** ASSIGNMENT **
For each line in the data below that holds "None", return a copy.

** ENTRIES PROVIDED **
------------------------------------------------------------

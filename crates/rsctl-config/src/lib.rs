//! Shared configuration for rsctl.
//!
//! TOML profiles, layered loading (defaults, file, `RSCTL_*` environment),
//! address normalization and the TLS policy for a profile. The CLI layers
//! its flag overrides on top of what this crate resolves.

use std::collections::HashMap;
use std::path::{Path, PathBuf};

use directories::ProjectDirs;
use figment::{
    Figment,
    providers::{Env, Format, Serialized, Toml},
};
use serde::{Deserialize, Serialize};
use thiserror::Error;
use url::Url;

use rsctl_core::TlsVerification;

/// Environment prefix for every variable this tool reads.
pub const ENV_PREFIX: &str = "RSCTL_";

const REDACTED: &str = "********";

// ── Error ───────────────────────────────────────────────────────────

#[derive(Debug, Error)]
pub enum ConfigError {
    #[error("invalid {field}: {reason}")]
    Validation { field: String, reason: String },

    #[error("profile '{profile}' not found in config")]
    UnknownProfile { profile: String },

    #[error("failed to serialize config: {0}")]
    Serialization(#[from] toml::ser::Error),

    #[error("config loading failed: {0}")]
    Figment(Box<figment::Error>),
}

impl From<figment::Error> for ConfigError {
    fn from(err: figment::Error) -> Self {
        Self::Figment(Box::new(err))
    }
}

// ── TOML config structs ─────────────────────────────────────────────

/// Top-level TOML configuration.
#[derive(Debug, Clone, Deserialize, Serialize)]
pub struct Config {
    /// Profile used when `--profile` is not given.
    pub default_profile: Option<String>,

    #[serde(default)]
    pub defaults: Defaults,

    /// Named controller profiles.
    #[serde(default)]
    pub profiles: HashMap<String, Profile>,
}

impl Default for Config {
    fn default() -> Self {
        Self {
            default_profile: Some("default".into()),
            defaults: Defaults::default(),
            profiles: HashMap::new(),
        }
    }
}

impl Config {
    /// Copy with every stored password masked, for display.
    pub fn redacted(&self) -> Self {
        let mut copy = self.clone();
        for profile in copy.profiles.values_mut() {
            if profile.password.is_some() {
                profile.password = Some(REDACTED.into());
            }
        }
        copy
    }

    /// Pick the profile named on the command line, else the default one.
    ///
    /// An explicitly named profile must exist; a missing default profile
    /// just means "no profile".
    pub fn select_profile<'a>(
        &'a self,
        name: Option<&'a str>,
    ) -> Result<Option<(&'a str, &'a Profile)>, ConfigError> {
        if let Some(name) = name {
            return self
                .profiles
                .get(name)
                .map(|p| Some((name, p)))
                .ok_or_else(|| ConfigError::UnknownProfile {
                    profile: name.into(),
                });
        }
        Ok(self
            .default_profile
            .as_deref()
            .and_then(|name| self.profiles.get(name).map(|p| (name, p))))
    }
}

#[derive(Debug, Clone, Deserialize, Serialize)]
pub struct Defaults {
    #[serde(default = "default_output")]
    pub output: String,

    #[serde(default)]
    pub insecure: bool,

    /// Per-request timeout in seconds.
    #[serde(default = "default_timeout")]
    pub timeout: u64,

    /// Login attempts before giving up.
    #[serde(default = "default_max_retry")]
    pub max_retry: u32,
}

impl Default for Defaults {
    fn default() -> Self {
        Self {
            output: default_output(),
            insecure: false,
            timeout: default_timeout(),
            max_retry: default_max_retry(),
        }
    }
}

fn default_output() -> String {
    "table".into()
}
fn default_timeout() -> u64 {
    30
}
fn default_max_retry() -> u32 {
    3
}

/// A named controller profile.
#[derive(Debug, Clone, Default, Deserialize, Serialize)]
pub struct Profile {
    /// Controller host, IP, or full URL (e.g. "10.0.0.5").
    pub address: String,

    pub username: Option<String>,

    /// Password (plaintext; prefer `RSCTL_PASSWORD` or the prompt).
    pub password: Option<String>,

    /// Path to a custom CA certificate.
    pub ca_cert: Option<PathBuf>,

    /// Override the insecure TLS default.
    pub insecure: Option<bool>,

    /// Override timeout (seconds).
    pub timeout: Option<u64>,

    /// Override login retry budget.
    pub max_retry: Option<u32>,
}

// ── Config file path ────────────────────────────────────────────────

/// Resolve the config file path via XDG / platform conventions.
pub fn config_path() -> PathBuf {
    ProjectDirs::from("io", "rsctl", "rsctl").map_or_else(
        || {
            let mut p = dirs_fallback();
            p.push("config.toml");
            p
        },
        |dirs| dirs.config_dir().join("config.toml"),
    )
}

fn dirs_fallback() -> PathBuf {
    let mut p = PathBuf::from(std::env::var("HOME").unwrap_or_else(|_| ".".into()));
    p.push(".config");
    p.push("rsctl");
    p
}

// ── Config loading ──────────────────────────────────────────────────

/// Load the full Config from the canonical file + environment.
pub fn load_config() -> Result<Config, ConfigError> {
    load_config_from(&config_path())
}

/// Load from an explicit file. A missing file yields the defaults.
///
/// Nested keys come from the environment with a double underscore, e.g.
/// `RSCTL_DEFAULTS__TIMEOUT=60`.
pub fn load_config_from(path: &Path) -> Result<Config, ConfigError> {
    let figment = Figment::new()
        .merge(Serialized::defaults(Config::default()))
        .merge(Toml::file(path))
        .merge(Env::prefixed(ENV_PREFIX).split("__"));

    let config: Config = figment.extract()?;
    Ok(config)
}

/// Render the config as TOML with passwords masked.
pub fn render_redacted(cfg: &Config) -> Result<String, ConfigError> {
    Ok(toml::to_string_pretty(&cfg.redacted())?)
}

// ── Resolution ──────────────────────────────────────────────────────

/// Turn an operator-supplied address into the controller base URL.
///
/// A bare host or IP means HTTPS on the default port.
pub fn controller_url(address: &str) -> Result<Url, ConfigError> {
    let address = address.trim();
    if address.is_empty() {
        return Err(ConfigError::Validation {
            field: "address".into(),
            reason: "must not be empty".into(),
        });
    }
    let candidate = if address.contains("://") {
        address.to_owned()
    } else {
        format!("https://{address}")
    };
    Url::parse(&candidate).map_err(|e| ConfigError::Validation {
        field: "address".into(),
        reason: format!("{address}: {e}"),
    })
}

/// TLS policy for a profile: explicit CA beats the insecure default.
pub fn tls_for(insecure: Option<bool>, ca_cert: Option<&Path>) -> TlsVerification {
    match (insecure, ca_cert) {
        (Some(true), _) => TlsVerification::DangerAcceptInvalid,
        (_, Some(path)) => TlsVerification::CustomCa(path.to_path_buf()),
        (Some(false), None) => TlsVerification::SystemDefaults,
        // Controllers ship self-signed certificates
        (None, None) => TlsVerification::DangerAcceptInvalid,
    }
}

------------------------------------------------------------

** RESULT **
        (Some(false), None) => TlsVerification::SystemDefaults,
        (None, None) => TlsVerification::DangerAcceptInvalid,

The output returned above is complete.